Local kids gathered with their parents to participate in the Strawberry Isle Marine Research Society’s Build-a-Whale event at West Park Mall on May 23 and 24.
Cierra Hart, a summer student with the Tofino-based non-profit, has spent much of the last month travelling around Northern B.C.
During the workshop, which was also run as a field trip for several local elementary schools, kids used an orca-sized framework to connect the bones of a real orca’s skeleton, while at the same time learning about the orca’s anatomy and conservation efforts.
“It’s an animal that we see a lot in Tofino, but we’ve been bringing [north] more often … and just being able to see kids make the connection between their river-ways and our ocean-ways, to be able to spark the interest in them, and let them know that they make the difference up here as well,” says Hart, whose presentation also discusses the ways in which local salmon are connected to the killer whales.

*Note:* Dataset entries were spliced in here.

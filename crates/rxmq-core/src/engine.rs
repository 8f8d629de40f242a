//! Script-facing entry points.
//!
//! Each call validates its arguments, reads the input stem, decodes, writes
//! the output stem and finally reports the status variables. Decoding
//! happens in full before anything is written, so a failing call only
//! touches the status variables.

use rxmq_symbols::{SymbolError, SymbolTable, default_symbols};
use serde::Serialize;
use tracing::{debug, info_span};

use crate::codec::StemReader;
use crate::context::ConnectionContext;
use crate::error::{ArgumentError, Error, EventError, HeaderError, InputError, TriggerError};
use crate::event::decode_attribute_stream;
use crate::header::extract_trailing_header;
use crate::inventory::Inventory;
use crate::options::EngineOptions;
use crate::publish::publish_symbols;
use crate::status::{Operation, Status, report};
use crate::store::{VariableStore, field_path, is_stem};
use crate::trigger::{TriggerInput, decode_trigger};

/// Input and output stem names of a decoding call.
const DECODE_ARGUMENTS: usize = 2;

/// What a call left behind.
#[derive(Debug, Clone, PartialEq, Eq, Serialize)]
pub struct Outcome {
    pub status: Status,
    /// The `"rc cc ac OP text"` return string, also stored as `LASTMSG`.
    pub return_string: String,
    /// Inventory written to the output stem, when the call produced one.
    #[serde(skip)]
    pub inventory: Option<Inventory>,
}

impl Outcome {
    #[must_use]
    pub const fn is_ok(&self) -> bool {
        self.status.rc >= 0
    }
}

/// Entry points sharing one configuration and symbol table.
#[derive(Debug, Clone)]
pub struct Engine<'s> {
    options: EngineOptions,
    symbols: &'s SymbolTable,
}

impl Engine<'static> {
    /// Engine over the embedded symbol table.
    pub fn new(options: EngineOptions) -> Result<Self, SymbolError> {
        Ok(Self {
            options,
            symbols: default_symbols()?,
        })
    }
}

impl<'s> Engine<'s> {
    #[must_use]
    pub fn with_symbols(options: EngineOptions, symbols: &'s SymbolTable) -> Self {
        Self { options, symbols }
    }

    #[must_use]
    pub fn options(&self) -> &EngineOptions {
        &self.options
    }

    #[must_use]
    pub fn symbols(&self) -> &'s SymbolTable {
        self.symbols
    }

    /// Split a dead-letter or transmission header off a message
    /// (`RXMQHXT in. out.`).
    pub fn hxt<S: VariableStore + ?Sized>(&self, store: &mut S, args: &[Option<&[u8]>]) -> Outcome {
        let span = info_span!("hxt");
        let _guard = span.enter();
        let result = stems(args).and_then(|(input, output)| {
            let buffer = read_input(&*store, &input).map_err(HeaderError::from)?;
            let header = extract_trailing_header(&buffer, self.options.byte_order)?;
            Ok(Some(header.fields.write(&mut *store, &output)))
        });
        self.finish(store, Operation::Header, result)
    }

    /// Decode a PCF event message (`RXMQEVNT in. out.`).
    pub fn event<S: VariableStore + ?Sized>(
        &self,
        store: &mut S,
        args: &[Option<&[u8]>],
    ) -> Outcome {
        let span = info_span!("event");
        let _guard = span.enter();
        let result = stems(args).and_then(|(input, output)| {
            let buffer = read_input(&*store, &input).map_err(EventError::from)?;
            let decoded = decode_attribute_stream(
                &buffer,
                &self.options.decode_options(),
                self.symbols,
            )?;
            debug!(
                kind = decoded.kind.as_str(),
                name = %decoded.name,
                elements = decoded.elements,
                consumed = decoded.consumed,
                "event decoded"
            );
            Ok(Some(decoded.fields.write(&mut *store, &output)))
        });
        self.finish(store, Operation::Event, result)
    }

    /// Decode a trigger message (`RXMQTM in out.`).
    ///
    /// An input name ending in `.` is a stem holding `MQTM`; anything else
    /// is taken as the `MQTMC2` argument string itself.
    pub fn tm<S: VariableStore + ?Sized>(
        &self,
        store: &mut S,
        ctx: Option<&ConnectionContext>,
        args: &[Option<&[u8]>],
    ) -> Outcome {
        let span = info_span!("tm");
        let _guard = span.enter();
        let result = check_arguments(args, DECODE_ARGUMENTS).and_then(|values| {
            let (input, output) = (values[0], stem_name(values[1]));
            let order = self.options.byte_order;
            let decoded = match std::str::from_utf8(input) {
                Ok(name) if is_stem(name) => {
                    let buffer =
                        read_input(&*store, name).map_err(TriggerError::from)?;
                    decode_trigger(TriggerInput::Stem(&buffer), ctx, order)?
                }
                _ => decode_trigger(TriggerInput::Raw(input), ctx, order)?,
            };
            Ok(Some(decoded.fields.write(&mut *store, &output)))
        });
        self.finish(store, Operation::Trigger, result)
    }

    /// Publish every named MQ constant (`RXMQCONS`).
    pub fn publish_constants<S: VariableStore + ?Sized>(&self, store: &mut S) -> Outcome {
        let span = info_span!("constants");
        let _guard = span.enter();
        publish_symbols(self.symbols, store, &self.options.status_prefixes);
        self.finish(store, Operation::Constants, Ok(None))
    }

    fn finish<S: VariableStore + ?Sized>(
        &self,
        store: &mut S,
        op: Operation,
        result: Result<Option<Inventory>, Error>,
    ) -> Outcome {
        let (status, message, inventory) = match result {
            Ok(inventory) => (Status::ok(op), String::new(), inventory),
            Err(err) => {
                debug!(op = op.as_str(), rc = err.code(), error = %err, "call failed");
                (Status::failed(op, err.code()), err.to_string(), None)
            }
        };
        let return_string = report(store, &self.options.status_prefixes, &status, &message);
        debug!(return_string = %return_string, "status reported");
        Outcome {
            status,
            return_string,
            inventory,
        }
    }
}

/// Validate argument count and presence, in the order scripts rely on.
fn check_arguments<'a>(
    args: &[Option<&'a [u8]>],
    expected: usize,
) -> Result<Vec<&'a [u8]>, Error> {
    if args.len() != expected {
        return Err(ArgumentError::Count {
            expected,
            found: args.len(),
        }
        .into());
    }
    let mut values = Vec::with_capacity(expected);
    for (index, arg) in args.iter().enumerate() {
        let (null, empty) = if index == 0 {
            (ArgumentError::NullInput, ArgumentError::EmptyInput)
        } else {
            (ArgumentError::NullOutput, ArgumentError::EmptyOutput)
        };
        match arg {
            None => return Err(null.into()),
            Some(value) if value.is_empty() => return Err(empty.into()),
            Some(value) => values.push(*value),
        }
    }
    Ok(values)
}

fn stem_name(value: &[u8]) -> String {
    String::from_utf8_lossy(value).into_owned()
}

/// Input and output stem names of a two-argument call.
fn stems(args: &[Option<&[u8]>]) -> Result<(String, String), Error> {
    let values = check_arguments(args, DECODE_ARGUMENTS)?;
    Ok((stem_name(values[0]), stem_name(values[1])))
}

/// Read `<stem>1`, sized and checked by `<stem>0`.
fn read_input<S: VariableStore + ?Sized>(store: &S, stem: &str) -> Result<Vec<u8>, InputError> {
    let reader = StemReader::new(store, stem);
    let declared = match reader.get_int("0").map(usize::try_from) {
        Some(Ok(declared)) if declared > 0 => declared,
        _ => return Err(InputError::NoData),
    };
    let mut buffer = Vec::new();
    buffer
        .try_reserve_exact(declared)
        .map_err(|source| InputError::Allocation {
            size: declared,
            source,
        })?;
    let Some(data) = store.get(&field_path(stem, "1")) else {
        return Err(InputError::Missing);
    };
    if data.len() != declared {
        return Err(InputError::LengthMismatch {
            declared,
            actual: data.len(),
        });
    }
    buffer.extend_from_slice(&data);
    debug!(stem, length = declared, "input read");
    Ok(buffer)
}

#[cfg(test)]
mod tests {
    use super::*;
    use crate::store::MemoryStore;

    fn args<'a>(values: &[&'a str]) -> Vec<Option<&'a [u8]>> {
        values.iter().map(|value| Some(value.as_bytes())).collect()
    }

    #[test]
    fn test_argument_checks_in_order() {
        assert_eq!(
            check_arguments(&args(&["IN."]), 2).unwrap_err().code(),
            -1
        );
        assert_eq!(
            check_arguments(&[None, None], 2).unwrap_err().code(),
            -2
        );
        assert_eq!(
            check_arguments(&[Some(b"".as_slice()), None], 2)
                .unwrap_err()
                .code(),
            -3
        );
        assert_eq!(
            check_arguments(&[Some(b"IN.".as_slice()), None], 2)
                .unwrap_err()
                .code(),
            -4
        );
        assert_eq!(
            check_arguments(&args(&["IN.", ""]), 2).unwrap_err().code(),
            -5
        );
    }

    #[test]
    fn test_read_input_cross_checks_length() {
        let mut store = MemoryStore::new();
        assert_eq!(read_input(&store, "IN."), Err(InputError::NoData));

        store.set_str("IN.0", "5");
        assert_eq!(read_input(&store, "IN."), Err(InputError::Missing));

        store.set_str("IN.1", "abc");
        assert_eq!(
            read_input(&store, "IN."),
            Err(InputError::LengthMismatch {
                declared: 5,
                actual: 3
            })
        );

        store.set_str("IN.1", "abcdefg");
        assert_eq!(
            read_input(&store, "IN."),
            Err(InputError::LengthMismatch {
                declared: 5,
                actual: 7
            })
        );

        store.set_str("IN.1", "abcde");
        assert_eq!(read_input(&store, "IN.").unwrap(), b"abcde");
    }
}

The children started by placing vertebrae along the spine of the framework (with each vertebrae correlating to a number on the frame) and then attached the whale’s ribs.
They also learned about the killer whale’s pectoral fins and scapula — the shoulders — and attached them as well. After the shoulders, the group moved on to the orca’s jaw, where they learned more about the orca whose bones they were working with.
The orca was reported dead in the water 17 miles offshore from Tofino on August 29, 1997. Strawberry Isle Marine Research Society spent 11 hours towing the whale back to Tofino, where vets and biologists from Vancouver Island University and the Strawberry Isle Marine Research Institute performed a necropsy, finding that the whale was old and far from it’s home in more southern waters. A cavity in the whale’s jaw bone may also have been a factor in her death.
Known as 0120, the killer whale they found now tours Canada, teaching people about the orcas and conservation.